*Task item*.
Copy each line of the records below that mentions the word "transport".
┌─ Provided data
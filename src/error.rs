use thiserror::Error;

/// Failures while retrieving a recipe page.
///
/// The `Display` text of every variant is the message shown to the user.
#[derive(Error, Debug, Clone, PartialEq, Eq)]
pub enum FetchError {
    #[error("The website took too long to respond. Please try again or use Manual Entry.")]
    Timeout,

    #[error(
        "Could not connect to the website. Check your internet connection or try a different URL."
    )]
    ConnectionFailed,

    /// The site answered 403
    #[error(
        "This website is blocking automated access. Please use 'Manual Entry' or 'Scan Recipe' to add this recipe!"
    )]
    Blocked,

    /// The site answered 404
    #[error("Recipe not found at this URL. Please check the link and try again.")]
    NotFound,

    /// Any other non-success status
    #[error("Website returned error {0}. Please try a different URL.")]
    HttpStatus(u16),

    /// Invalid URL, undecodable body or any other transport fault
    #[error(
        "Could not extract recipe from {host}. This site may block scraping or use a format we don't support."
    )]
    Unreadable { host: String },
}

impl FetchError {
    /// Classify a transport error from reqwest.
    pub fn from_reqwest(err: &reqwest::Error, url: &str) -> Self {
        if err.is_timeout() {
            FetchError::Timeout
        } else if err.is_connect() {
            FetchError::ConnectionFailed
        } else if let Some(status) = err.status() {
            FetchError::from_status(status.as_u16())
        } else {
            FetchError::Unreadable {
                host: host_of(url),
            }
        }
    }

    pub fn from_status(status: u16) -> Self {
        match status {
            403 => FetchError::Blocked,
            404 => FetchError::NotFound,
            other => FetchError::HttpStatus(other),
        }
    }
}

/// Host part of a URL for error messages, or the raw input when it does not parse.
pub(crate) fn host_of(url: &str) -> String {
    reqwest::Url::parse(url)
        .ok()
        .and_then(|parsed| {
            parsed.host_str().map(|host| match parsed.port() {
                Some(port) => format!("{host}:{port}"),
                None => host.to_string(),
            })
        })
        .unwrap_or_else(|| url.to_string())
}

/// The page was retrieved but held no usable recipe.
#[derive(Error, Debug, Clone, PartialEq, Eq)]
pub enum ExtractionError {
    #[error(
        "This website is blocking automated access or uses a format we don't support. Please use 'Manual Entry' or 'Scan Recipe' to add this recipe!"
    )]
    Incomplete,
}

/// Failures of the photo scanning pipeline.
#[derive(Error, Debug, Clone, PartialEq, Eq)]
pub enum VisionError {
    #[error(
        "Recipe scanning is not available right now: the ANTHROPIC_API_KEY environment variable is not set."
    )]
    MissingCredential,

    #[error(
        "The AI service is very busy right now with too many requests. This usually happens during peak hours (business hours in the US). Please try again in 10-30 minutes, or use Manual Entry to add your recipe now. The scanner works best early morning or late evening!"
    )]
    ServiceOverloaded,

    #[error("Could not parse recipe data from AI response: {0}")]
    MalformedResponse(String),

    /// Provider rejected the request for a reason other than overload.
    /// `detail` is for logs only and never part of the message.
    #[error("Could not read a recipe from this image. Please try again or use Manual Entry.")]
    Provider { detail: String },

    /// The image file could not be read from disk
    #[error("Could not read the image file {path}. Please choose another photo.")]
    ImageRead { path: String },
}

/// Errors that can occur during recipe import operations
#[derive(Error, Debug)]
pub enum ImportError {
    #[error(transparent)]
    Fetch(#[from] FetchError),

    #[error(transparent)]
    Extraction(#[from] ExtractionError),

    #[error(transparent)]
    Vision(#[from] VisionError),

    /// Builder configuration error
    #[error("Builder error: {0}")]
    BuilderError(String),

    /// Configuration error
    #[error("Configuration error: {0}")]
    ConfigError(#[from] config::ConfigError),
}

impl ImportError {
    /// The ready-to-display message relayed to end users.
    pub fn user_message(&self) -> String {
        self.to_string()
    }
}

#[cfg(test)]
mod tests {
    use super::*;

    #[test]
    fn test_status_classification() {
        assert_eq!(FetchError::from_status(403), FetchError::Blocked);
        assert_eq!(FetchError::from_status(404), FetchError::NotFound);
        assert_eq!(FetchError::from_status(500), FetchError::HttpStatus(500));
        assert_eq!(
            FetchError::HttpStatus(502).to_string(),
            "Website returned error 502. Please try a different URL."
        );
    }

    #[test]
    fn test_manual_fallback_messages() {
        assert!(ExtractionError::Incomplete
            .to_string()
            .contains("'Manual Entry' or 'Scan Recipe'"));
        assert!(FetchError::Blocked.to_string().contains("Manual Entry"));
        assert!(VisionError::ServiceOverloaded
            .to_string()
            .contains("peak hours"));
    }

    #[test]
    fn test_provider_detail_is_not_shown() {
        let err = VisionError::Provider {
            detail: "invalid_request_error: image too large".to_string(),
        };
        assert!(!err.to_string().contains("invalid_request_error"));
    }

    #[test]
    fn test_import_error_is_transparent() {
        let err: ImportError = FetchError::NotFound.into();
        assert_eq!(err.user_message(), FetchError::NotFound.to_string());
    }

    #[test]
    fn test_host_of() {
        assert_eq!(host_of("https://www.example.com/a/b"), "www.example.com");
        assert_eq!(host_of("http://127.0.0.1:8080/x"), "127.0.0.1:8080");
        assert_eq!(host_of("not a url"), "not a url");
    }
}
use std::time::Duration;

use crate::config::{load_config, AppConfig};
use crate::error::ImportError;
use crate::images_to_text::ImageSource;
use crate::model::{RecipeRecord, VisionRecipe};
use crate::pipelines;

/// Author credited to scanned recipes when none is given
pub const DEFAULT_AUTHOR: &str = "Unknown";

/// Represents the input source for a recipe
#[derive(Debug, Clone)]
pub enum InputSource {
    /// Fetch and extract a recipe web page
    Url(String),
    /// Scan a recipe photo
    Image(ImageSource),
}

/// Result of a recipe import operation
#[derive(Debug, Clone, PartialEq)]
pub enum ImportResult {
    /// Recipe extracted from a web page
    Page(RecipeRecord),
    /// Recipe read from a photo
    Scan(VisionRecipe),
}

impl ImportResult {
    pub fn into_page(self) -> Option<RecipeRecord> {
        match self {
            ImportResult::Page(record) => Some(record),
            ImportResult::Scan(_) => None,
        }
    }

    pub fn into_scan(self) -> Option<VisionRecipe> {
        match self {
            ImportResult::Scan(recipe) => Some(recipe),
            ImportResult::Page(_) => None,
        }
    }
}

/// Builder for configuring and executing recipe imports
#[derive(Debug, Default)]
pub struct RecipeImporterBuilder {
    source: Option<InputSource>,
    conflicting_source: bool,
    author: Option<String>,
    timeout: Option<Duration>,
    api_key: Option<String>,
    model: Option<String>,
    config: Option<AppConfig>,
}

impl RecipeImporterBuilder {
    fn set_source(mut self, source: InputSource) -> Self {
        if self.source.is_some() {
            self.conflicting_source = true;
        }
        self.source = Some(source);
        self
    }

    /// Set the input source to a URL
    ///
    /// # Example
    /// ```
    /// use recipe_extractor::RecipeImporter;
    ///
    /// let builder = RecipeImporter::builder()
    ///     .url("https://example.com/recipe");
    /// ```
    pub fn url(self, url: impl Into<String>) -> Self {
        self.set_source(InputSource::Url(url.into()))
    }

    /// Set the input source to base64 image data
    ///
    /// A leading data URL header (`data:image/png;base64,`) is removed.
    pub fn image_base64(self, data: impl Into<String>) -> Self {
        let data = data.into();
        let data = crate::api::strip_data_url_prefix(&data).to_string();
        self.set_source(InputSource::Image(ImageSource::Base64(data)))
    }

    /// Set the input source to an image file
    ///
    /// # Example
    /// ```
    /// use recipe_extractor::RecipeImporter;
    ///
    /// let builder = RecipeImporter::builder()
    ///     .image_path("/path/to/recipe-card.jpg")
    ///     .author("Grandma");
    /// ```
    pub fn image_path(self, path: impl Into<String>) -> Self {
        self.set_source(InputSource::Image(ImageSource::Path(path.into())))
    }

    /// Set the name credited as `source` on scanned recipes
    pub fn author(mut self, author: impl Into<String>) -> Self {
        self.author = Some(author.into());
        self
    }

    /// Set a timeout for page requests
    ///
    /// # Example
    /// ```
    /// use recipe_extractor::RecipeImporter;
    /// use std::time::Duration;
    ///
    /// let builder = RecipeImporter::builder()
    ///     .url("https://example.com/recipe")
    ///     .timeout(Duration::from_secs(30));
    /// ```
    pub fn timeout(mut self, duration: Duration) -> Self {
        self.timeout = Some(duration);
        self
    }

    /// Set the API key for the vision model
    ///
    /// This allows passing the key directly instead of relying on
    /// environment variables or config files.
    pub fn api_key(mut self, key: impl Into<String>) -> Self {
        self.api_key = Some(key.into());
        self
    }

    /// Set the vision model name
    pub fn model(mut self, model: impl Into<String>) -> Self {
        self.model = Some(model.into());
        self
    }

    /// Use this configuration instead of loading `config.toml` and `RECIPE__*`
    pub fn config(mut self, config: AppConfig) -> Self {
        self.config = Some(config);
        self
    }

    /// The configuration `build` runs with: the explicit or loaded config
    /// with the builder's timeout, key and model applied on top.
    fn resolved_config(&self) -> Result<AppConfig, ImportError> {
        let mut config = match &self.config {
            Some(config) => config.clone(),
            None => load_config()?,
        };
        if let Some(timeout) = self.timeout {
            config.fetch.timeout_ms = u64::try_from(timeout.as_millis()).unwrap_or(u64::MAX);
        }
        if let Some(key) = &self.api_key {
            config.vision.api_key = Some(key.clone());
        }
        if let Some(model) = &self.model {
            config.vision.model = model.clone();
        }
        Ok(config)
    }

    /// Build and execute the recipe import
    ///
    /// # Example
    /// ```no_run
    /// use recipe_extractor::{ImportResult, RecipeImporter};
    ///
    /// # async fn example() -> Result<(), Box<dyn std::error::Error>> {
    /// let result = RecipeImporter::builder()
    ///     .url("https://example.com/recipe")
    ///     .build()
    ///     .await?;
    ///
    /// if let ImportResult::Page(recipe) = result {
    ///     println!("{}", recipe.title);
    /// }
    /// # Ok(())
    /// # }
    /// ```
    pub async fn build(self) -> Result<ImportResult, ImportError> {
        if self.conflicting_source {
            return Err(ImportError::BuilderError(
                "Multiple input sources specified. Use only one of .url(), .image_base64() or .image_path()"
                    .to_string(),
            ));
        }
        let config = self.resolved_config()?;
        let source = self.source.ok_or_else(|| {
            ImportError::BuilderError(
                "No input source specified. Use .url(), .image_base64() or .image_path()"
                    .to_string(),
            )
        })?;

        match source {
            InputSource::Url(url) => {
                if url.trim().is_empty() {
                    return Err(ImportError::BuilderError("URL cannot be empty".to_string()));
                }
                let record = pipelines::url::process(url.trim(), &config.fetch).await?;
                Ok(ImportResult::Page(record))
            }
            InputSource::Image(image) => {
                if matches!(&image, ImageSource::Base64(data) if data.trim().is_empty()) {
                    return Err(ImportError::BuilderError(
                        "Image data cannot be empty".to_string(),
                    ));
                }
                let author = self.author.as_deref().unwrap_or(DEFAULT_AUTHOR);
                let recipe = pipelines::image::process(&image, author, &config.vision).await?;
                Ok(ImportResult::Scan(recipe))
            }
        }
    }
}

/// Main entry point for the builder API
pub struct RecipeImporter;

impl RecipeImporter {
    /// Creates a new builder for importing recipes
    ///
    /// # Example
    /// ```
    /// use recipe_extractor::RecipeImporter;
    ///
    /// let builder = RecipeImporter::builder();
    /// ```
    pub fn builder() -> RecipeImporterBuilder {
        RecipeImporterBuilder::default()
    }
}

#[cfg(test)]
mod tests {
    use super::*;
    use crate::error::VisionError;

    #[test]
    fn test_overrides_keep_sub_second_timeout() {
        let config = RecipeImporter::builder()
            .timeout(Duration::from_millis(1500))
            .api_key("key")
            .model("claude-test")
            .config(AppConfig::default())
            .resolved_config()
            .unwrap();
        assert_eq!(config.fetch.timeout(), Duration::from_millis(1500));
        assert_eq!(config.vision.api_key.as_deref(), Some("key"));
        assert_eq!(config.vision.model, "claude-test");
    }

    #[tokio::test]
    async fn test_missing_source() {
        let result = RecipeImporter::builder()
            .config(AppConfig::default())
            .build()
            .await;
        assert!(matches!(result, Err(ImportError::BuilderError(_))));
    }

    #[tokio::test]
    async fn test_conflicting_sources() {
        let result = RecipeImporter::builder()
            .url("https://example.com/recipe")
            .image_path("/tmp/card.jpg")
            .config(AppConfig::default())
            .build()
            .await;
        match result {
            Err(ImportError::BuilderError(msg)) => assert!(msg.contains("Multiple")),
            other => panic!("expected builder error, got {other:?}"),
        }
    }

    #[tokio::test]
    async fn test_empty_inputs_are_rejected() {
        let url = RecipeImporter::builder()
            .url("   ")
            .config(AppConfig::default())
            .build()
            .await;
        assert!(matches!(url, Err(ImportError::BuilderError(_))));

        let image = RecipeImporter::builder()
            .image_base64("data:image/png;base64,")
            .config(AppConfig::default())
            .build()
            .await;
        assert!(matches!(image, Err(ImportError::BuilderError(_))));
    }

    #[tokio::test]
    async fn test_missing_image_file() {
        let result = RecipeImporter::builder()
            .image_path("/definitely/not/here.png")
            .api_key("test-key")
            .config(AppConfig::default())
            .build()
            .await;
        assert!(matches!(
            result,
            Err(ImportError::Vision(VisionError::ImageRead { .. }))
        ));
    }
}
└─
*Answer to the exercise*.
    /// Invalid URL, undecodable body or any other transport fault
    /// Classify a transport error from reqwest.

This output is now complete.